Uses of Boolean algebra:
Boolean algebra is used in designing of logic circuits inside the computer. These circuits perform different types of logical operations. Thus, Boolean algebra is also known as logical algebra or switching algebra. The mathematical expressions of the Boolean algebra are called Boolean expressions.

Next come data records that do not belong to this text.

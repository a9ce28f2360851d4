//! Repository Traits
//!
//! Interfaces for data persistence. Implementation is in infrastructure layer.
//!
//! Every lookup ignores soft-deleted rows and every `delete*` flips
//! `is_deleted` instead of removing the row.

use crate::domain::entity::{
    EmailVerificationToken, PasswordResetToken, Session, User, UserDetails, UserGroup,
};
use crate::domain::value_object::{Email, SessionId, TokenHash, UserGroupId, UserId};
use crate::error::AccountResult;

/// User repository trait
#[trait_variant::make(UserRepository: Send)]
pub trait LocalUserRepository {
    /// Insert a new user. A lost race on the unique user name yields
    /// `AccountError::UserNameTaken`.
    async fn create(&self, user: &User) -> AccountResult<()>;

    async fn find_by_id(&self, user_id: &UserId) -> AccountResult<Option<User>>;

    /// Lookup by lowercase canonical user name
    async fn find_by_user_name(&self, canonical: &str) -> AccountResult<Option<User>>;

    async fn find_by_email(&self, email: &Email) -> AccountResult<Option<User>>;

    /// Whether another active user holds the canonical name
    async fn exists_by_user_name(
        &self,
        canonical: &str,
        except: Option<&UserId>,
    ) -> AccountResult<bool>;

    /// Whether another active user holds the address
    async fn exists_by_email(&self, email: &Email, except: Option<&UserId>)
    -> AccountResult<bool>;

    /// Persist name, email, verification flag and password hash
    async fn update(&self, user: &User) -> AccountResult<()>;
}

/// User group repository trait
#[trait_variant::make(UserGroupRepository: Send)]
pub trait LocalUserGroupRepository {
    async fn find_by_id(&self, id: UserGroupId) -> AccountResult<Option<UserGroup>>;

    async fn list(&self) -> AccountResult<Vec<UserGroup>>;

    /// Insert unless a row with the same id exists. Returns whether a row
    /// was written.
    async fn insert_if_missing(&self, group: &UserGroup) -> AccountResult<bool>;
}

/// User details repository trait
#[trait_variant::make(UserDetailsRepository: Send)]
pub trait LocalUserDetailsRepository {
    async fn find_by_user_id(&self, user_id: &UserId) -> AccountResult<Option<UserDetails>>;

    /// Insert or overwrite (reviving a soft-deleted row)
    async fn upsert(&self, details: &UserDetails) -> AccountResult<()>;
}

/// Login session repository trait
#[trait_variant::make(SessionRepository: Send)]
pub trait LocalSessionRepository {
    async fn create(&self, session: &Session) -> AccountResult<()>;

    async fn find_by_id(&self, session_id: &SessionId) -> AccountResult<Option<Session>>;

    async fn delete(&self, session_id: &SessionId) -> AccountResult<()>;

    async fn delete_all_for_user(&self, user_id: &UserId) -> AccountResult<u64>;
}

/// Password reset token repository trait
#[trait_variant::make(PasswordResetTokenRepository: Send)]
pub trait LocalPasswordResetTokenRepository {
    async fn create(&self, token: &PasswordResetToken) -> AccountResult<()>;

    async fn find_by_hash(&self, hash: &TokenHash) -> AccountResult<Option<PasswordResetToken>>;

    /// Soft-delete an active token. Returns false when it was already gone.
    async fn delete(&self, hash: &TokenHash) -> AccountResult<bool>;

    async fn delete_all_for_user(&self, user_id: &UserId) -> AccountResult<u64>;
}

/// Email verification token repository trait
#[trait_variant::make(EmailVerificationTokenRepository: Send)]
pub trait LocalEmailVerificationTokenRepository {
    async fn create(&self, token: &EmailVerificationToken) -> AccountResult<()>;

    async fn find_by_hash(
        &self,
        hash: &TokenHash,
    ) -> AccountResult<Option<EmailVerificationToken>>;

    /// Soft-delete an active token. Returns false when it was already gone.
    async fn delete(&self, hash: &TokenHash) -> AccountResult<bool>;

    async fn delete_all_for_user(&self, user_id: &UserId) -> AccountResult<u64>;
}

/// Every account repository at once, as the HTTP layer needs it
pub trait AccountRepository:
    UserRepository
    + UserGroupRepository
    + UserDetailsRepository
    + SessionRepository
    + PasswordResetTokenRepository
    + EmailVerificationTokenRepository
    + Clone
    + Send
    + Sync
    + 'static
{
}

impl<T> AccountRepository for T where
    T: UserRepository
        + UserGroupRepository
        + UserDetailsRepository
        + SessionRepository
        + PasswordResetTokenRepository
        + EmailVerificationTokenRepository
        + Clone
        + Send
        + Sync
        + 'static
{
}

Question: Define the following
Answer: Constants, Variables, truth table, Boolean expression, AND operation, OR operation.
Constants
Boolean algebra uses binary values 0 and 1 as Boolean constants.
Variable
The variables used in the Boolean algebra are represented by letters such as A, B, C, x, y, z etc, with each variable having one of two and only two distinct possible values 0 and 1.
Truth Table
A truth table is a breakdown of a logic function by listing all possible values the function can attain. Such a table typically contains several rows and columns, with the top row representing the logical variables and combinations, in increasing complexity leading up to the final function.
Boolean Expression:
An expression that results in a value of either TRUE or FALSE is called Boolean expression.

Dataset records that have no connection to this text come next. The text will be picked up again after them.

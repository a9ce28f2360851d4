//! Admin Error Types
//!
//! Admin-specific error variants that integrate with the unified
//! `kernel::error::AppError` system.

use axum::http::StatusCode;
use axum::response::{IntoResponse, Response};
use kernel::error::{app_error::AppError, kind::ErrorKind};
use thiserror::Error;

/// Admin-specific result type alias
pub type AdminResult<T> = Result<T, AdminError>;

#[derive(Debug, Error)]
pub enum AdminError {
    /// Viewer is signed in but not an administrator
    #[error("Access Denied")]
    AccessDenied,

    #[error("{0}")]
    InvalidRequest(&'static str),

    #[error("User not found")]
    UserNotFound,

    #[error("User group not found")]
    GroupNotFound,

    #[error("Cannot remove the only administrator")]
    SoleAdministrator,

    #[error("Administrators cannot be deleted")]
    ProtectedUser,

    #[error("Database error: {0}")]
    Database(#[from] sqlx::Error),

    #[error("Internal error: {0}")]
    Internal(String),
}

impl AdminError {
    pub fn status_code(&self) -> StatusCode {
        match self {
            AdminError::AccessDenied => StatusCode::FORBIDDEN,
            AdminError::InvalidRequest(_) => StatusCode::BAD_REQUEST,
            AdminError::UserNotFound | AdminError::GroupNotFound => StatusCode::NOT_FOUND,
            AdminError::SoleAdministrator | AdminError::ProtectedUser => StatusCode::CONFLICT,
            AdminError::Database(_) | AdminError::Internal(_) => {
                StatusCode::INTERNAL_SERVER_ERROR
            }
        }
    }

    pub fn kind(&self) -> ErrorKind {
        match self {
            AdminError::AccessDenied => ErrorKind::Forbidden,
            AdminError::InvalidRequest(_) => ErrorKind::BadRequest,
            AdminError::UserNotFound | AdminError::GroupNotFound => ErrorKind::NotFound,
            AdminError::SoleAdministrator | AdminError::ProtectedUser => ErrorKind::Conflict,
            AdminError::Database(_) | AdminError::Internal(_) => ErrorKind::InternalServerError,
        }
    }

    /// Text safe to put in a redirect
    pub fn public_message(&self) -> String {
        match self {
            AdminError::Database(_) | AdminError::Internal(_) => {
                "Something went wrong. Please try again.".to_string()
            }
            other => other.to_string(),
        }
    }

    pub fn to_app_error(&self) -> AppError {
        let err = AppError::new(self.kind(), self.public_message());
        match self {
            AdminError::AccessDenied => {
                err.with_action("Only administrators can access this panel.")
            }
            _ => err,
        }
    }

    /// Log the error with appropriate level
    pub(crate) fn log(&self) {
        match self {
            AdminError::Database(e) => {
                tracing::error!(error = %e, "Admin database error");
            }
            AdminError::Internal(msg) => {
                tracing::error!(message = %msg, "Admin internal error");
            }
            AdminError::AccessDenied => {
                tracing::warn!("Admin access denied");
            }
            _ => {
                tracing::debug!(error = %self, "Admin error");
            }
        }
    }
}

impl From<AdminError> for AppError {
    fn from(err: AdminError) -> Self {
        err.to_app_error()
    }
}

impl IntoResponse for AdminError {
    fn into_response(self) -> Response {
        self.log();
        self.to_app_error().into_response()
    }
}

#[cfg(test)]
mod tests {
    use super::*;

    #[test]
    fn test_status_codes() {
        assert_eq!(AdminError::AccessDenied.status_code(), StatusCode::FORBIDDEN);
        assert_eq!(AdminError::SoleAdministrator.status_code(), StatusCode::CONFLICT);
        assert_eq!(AdminError::UserNotFound.kind(), ErrorKind::NotFound);
    }

    #[test]
    fn test_internal_details_stay_private() {
        let err = AdminError::Internal("row 42 corrupt".to_string());
        assert!(!err.public_message().contains("row 42"));
        assert_eq!(AppError::from(err).status_code(), 500);
    }

    #[test]
    fn test_access_denied_page() {
        let response = AdminError::AccessDenied.into_response();
        assert_eq!(response.status(), StatusCode::FORBIDDEN);
    }
}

For example, the expression 2 < 5 (2 is less than 5)
is a Boolean expression because the result is TRUE. All expressions that contain relational operators , such as the less than sign (<), are Boolean. The operators — AND, OR, XOR, NOR, and NOT — are Boolean operators.

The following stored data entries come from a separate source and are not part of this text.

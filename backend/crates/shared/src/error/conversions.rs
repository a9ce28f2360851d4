//! Error conversions - From implementations for common error types
//!
//! Provides automatic conversion from common error types to [`AppError`],
//! and (behind the `axum` feature) the HTML fallback page.

use super::app_error::AppError;
use super::kind::ErrorKind;

// ============================================================================
// Standard library conversions
// ============================================================================

impl From<std::io::Error> for AppError {
    fn from(err: std::io::Error) -> Self {
        let kind = match err.kind() {
            std::io::ErrorKind::NotFound => ErrorKind::NotFound,
            std::io::ErrorKind::PermissionDenied => ErrorKind::Forbidden,
            std::io::ErrorKind::TimedOut | std::io::ErrorKind::ConnectionRefused => {
                ErrorKind::ServiceUnavailable
            }
            _ => ErrorKind::InternalServerError,
        };
        AppError::new(kind, "I/O operation failed").with_source(err)
    }
}

// ============================================================================
// serde_json conversions
// ============================================================================

impl From<serde_json::Error> for AppError {
    fn from(err: serde_json::Error) -> Self {
        if err.is_syntax() || err.is_data() {
            AppError::bad_request(format!("JSON parse error: {}", err)).with_source(err)
        } else {
            AppError::internal("JSON serialization error").with_source(err)
        }
    }
}

// ============================================================================
// SQLx conversions (feature-gated)
// ============================================================================

#[cfg(feature = "sqlx")]
impl From<sqlx::Error> for AppError {
    fn from(err: sqlx::Error) -> Self {
        match &err {
            sqlx::Error::RowNotFound => AppError::not_found("Record not found").with_source(err),
            sqlx::Error::PoolTimedOut => {
                AppError::service_unavailable("Database connection pool exhausted").with_source(err)
            }
            sqlx::Error::Database(db_err) => {
                // https://www.postgresql.org/docs/current/errcodes-appendix.html
                let app_err = match db_err.code().as_deref() {
                    Some("23505") => AppError::conflict("Duplicate key value"),
                    Some("23503") => AppError::conflict("Foreign key violation"),
                    Some("23502") => AppError::bad_request("Required field is null"),
                    Some("23514") => AppError::bad_request("Check constraint violation"),
                    Some(code) if code.starts_with("53") || code.starts_with("57") => {
                        AppError::service_unavailable("Database unavailable")
                    }
                    _ => AppError::internal("Database error"),
                };
                app_err.with_source(err)
            }
            sqlx::Error::Io(_) => {
                AppError::service_unavailable("Database connection error").with_source(err)
            }
            _ => AppError::internal("Database error").with_source(err),
        }
    }
}

/// Whether a database error is a unique-constraint violation.
///
/// Repositories use this to turn a lost insert race into the domain's own
/// "already exists" error instead of a 500.
#[cfg(feature = "sqlx")]
pub fn is_unique_violation(err: &sqlx::Error) -> bool {
    matches!(err, sqlx::Error::Database(db_err) if db_err.code().as_deref() == Some("23505"))
}

// ============================================================================
// Axum conversions (feature-gated)
// ============================================================================

#[cfg(feature = "axum")]
impl axum::response::IntoResponse for AppError {
    fn into_response(self) -> axum::response::Response {
        use axum::http::StatusCode;

        let status =
            StatusCode::from_u16(self.status_code()).unwrap_or(StatusCode::INTERNAL_SERVER_ERROR);

        let page = maud::html! {
            (maud::DOCTYPE)
            html lang="en" {
                head {
                    meta charset="UTF-8";
                    meta name="viewport" content="width=device-width, initial-scale=1.0";
                    title { (self.kind().as_str()) " - Auth System" }
                    script src="https://cdn.tailwindcss.com" {}
                }
                body class="bg-gray-50 min-h-screen flex items-center justify-center" {
                    div class="bg-white shadow-lg rounded-lg p-8 max-w-md w-full text-center" {
                        h1 class="text-2xl font-bold text-gray-900" {
                            (self.status_code()) " " (self.kind().as_str())
                        }
                        p class="text-gray-700 mt-4" { (self.message()) }
                        @if let Some(action) = self.action() {
                            p class="text-gray-500 mt-2" { (action) }
                        }
                        a class="inline-block mt-6 text-blue-600 hover:text-blue-500" href="/" {
                            "Back to home"
                        }
                    }
                }
            }
        };

        (status, page).into_response()
    }
}

#[cfg(test)]
mod tests {
    use super::*;

    #[test]
    fn test_io_error_conversion() {
        let io_err = std::io::Error::new(std::io::ErrorKind::TimedOut, "timed out");
        let app_err: AppError = io_err.into();
        assert_eq!(app_err.kind(), ErrorKind::ServiceUnavailable);

        let io_err = std::io::Error::new(std::io::ErrorKind::PermissionDenied, "denied");
        let app_err: AppError = io_err.into();
        assert_eq!(app_err.kind(), ErrorKind::Forbidden);
    }

    #[test]
    fn test_json_error_conversion() {
        let json_err = serde_json::from_str::<serde_json::Value>("invalid json").unwrap_err();
        let app_err: AppError = json_err.into();
        assert_eq!(app_err.kind(), ErrorKind::BadRequest);
    }

    #[cfg(feature = "sqlx")]
    #[test]
    fn test_row_not_found_is_404() {
        let app_err: AppError = sqlx::Error::RowNotFound.into();
        assert_eq!(app_err.status_code(), 404);
        assert!(!is_unique_violation(&sqlx::Error::RowNotFound));
    }

    #[cfg(feature = "axum")]
    #[test]
    fn test_into_response_keeps_status() {
        use axum::response::IntoResponse;

        let response = AppError::forbidden("Access Denied").into_response();
        assert_eq!(response.status().as_u16(), 403);
    }
}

Boolean expressions are also called comparison expressions, conditional expressions, and relational expressions.
AND Operation
In Boolean algebra AND operator is represented by a dot or by the absence of any symbol between the two variables and is used for logical multiplication. For example A.B = X or AB = X.
Thus X is 1 if both A and B are equal to 1 otherwise X will be 0 if either or both A and B are 0 i.e.
1.1 = 1
1.0 = 0
0.1 = 0
0.0 = 0
OR Operation
OR operation is represented by a plus sign between two variables. In Boolean algebra OR is used for logical addition. For example A+B = X.
The resulting variable X assumes the value 0 only when both A nd B are 0, otherwise X will be 1 if either or both of A and B are 1 i.e.
1+1 = 1
1+0 = 1
0+1 = 1
0+0 = 0
Laws of Boolean Algebra
There are three basic laws of Boolean algebra; these are the same as ordinary algebra.
1. Commutative Law
2. Associative Law
3. Distributive Law
1. Commutative Law
It is defined as the law of addition for two variables and it is written as:
A + B = B + A
This law states that the order in which the variables are added makes no difference. Remember that in Boolean algebra addition and OR operation are same.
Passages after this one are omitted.